Introduction: ApoE genotype affects cholesterol metabolism, and carriers of the e4 allele have increased risk of heart disease, stroke, Alzheimer’s disease, vascular dementia, Mild Cognitive Impairment, and cognitive decline. Studies have yielded mixed results on the independent and interactive effects of e4 carrier status, demographics, and health variables on risk of cognitive decline. Methods: Drawing from a stratified random subsample of REGARDS study participants, we performed ApoE genotyping on 424 incident cognitive decline cases and 554 cohort members without cognitive decline. Participants with normal baseline cognitive status, no baseline stroke history, and sufficient longitudinal cognitive data were eligible. Incident cognitive decline was defined as a score > 1.5 SD below age-, education-, race- and sex-adjusted expected score on > 2 of 3 cognitive tests (memory, learning, executive function) at most recent assessment. Results: ApoE e4 carrier status interacted with age to determine odds of incident cognitive decline. In sample-weighted and fully adjusted regression models, greater risk for cognitive decline was seen in e4 carriers above but not below age 65 (Table).

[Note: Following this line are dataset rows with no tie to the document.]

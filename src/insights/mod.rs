//! Insight classifier
//!
//! Turns each metric row into a qualitative card: a categorical state, a
//! one-line caveat note, a plain-language meaning line, and a decision line.
//! Pure and order-preserving, one card per metric row.

mod card;
mod state;


pub use card::{build_insight_cards, InsightCard};
pub use state::StateKey;
//! CLI module for liftbrief
//!
//! Command handlers and output utilities.

mod commands;
mod logging;

pub use commands::run_command;
pub use logging::LogLevel;

// Re-export Cli from config for convenience
pub use crate::config::Cli;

Stroke Belt residence, lower income, abstaining from alcohol, smoking, diabetes, heart disease, and incident stroke were independent predictors of decline after accounting for e4 carrier status and other model variables (p values < .05) (data not shown). Discussion: Drawing from a national cohort of black and white adults and controlling for key demographics in defining cases of substantive cognitive decline, risk for decline was higher for older ApoE e4 carriers. Risk of decline was also higher for residents of the Stroke Belt and those with low income, smoking, alcohol abstinence, CVD, or incident stroke, even after accounting for e4 and other possible confounders. Results highlight the interplay of genetics and environment in determining cognitive decline risk.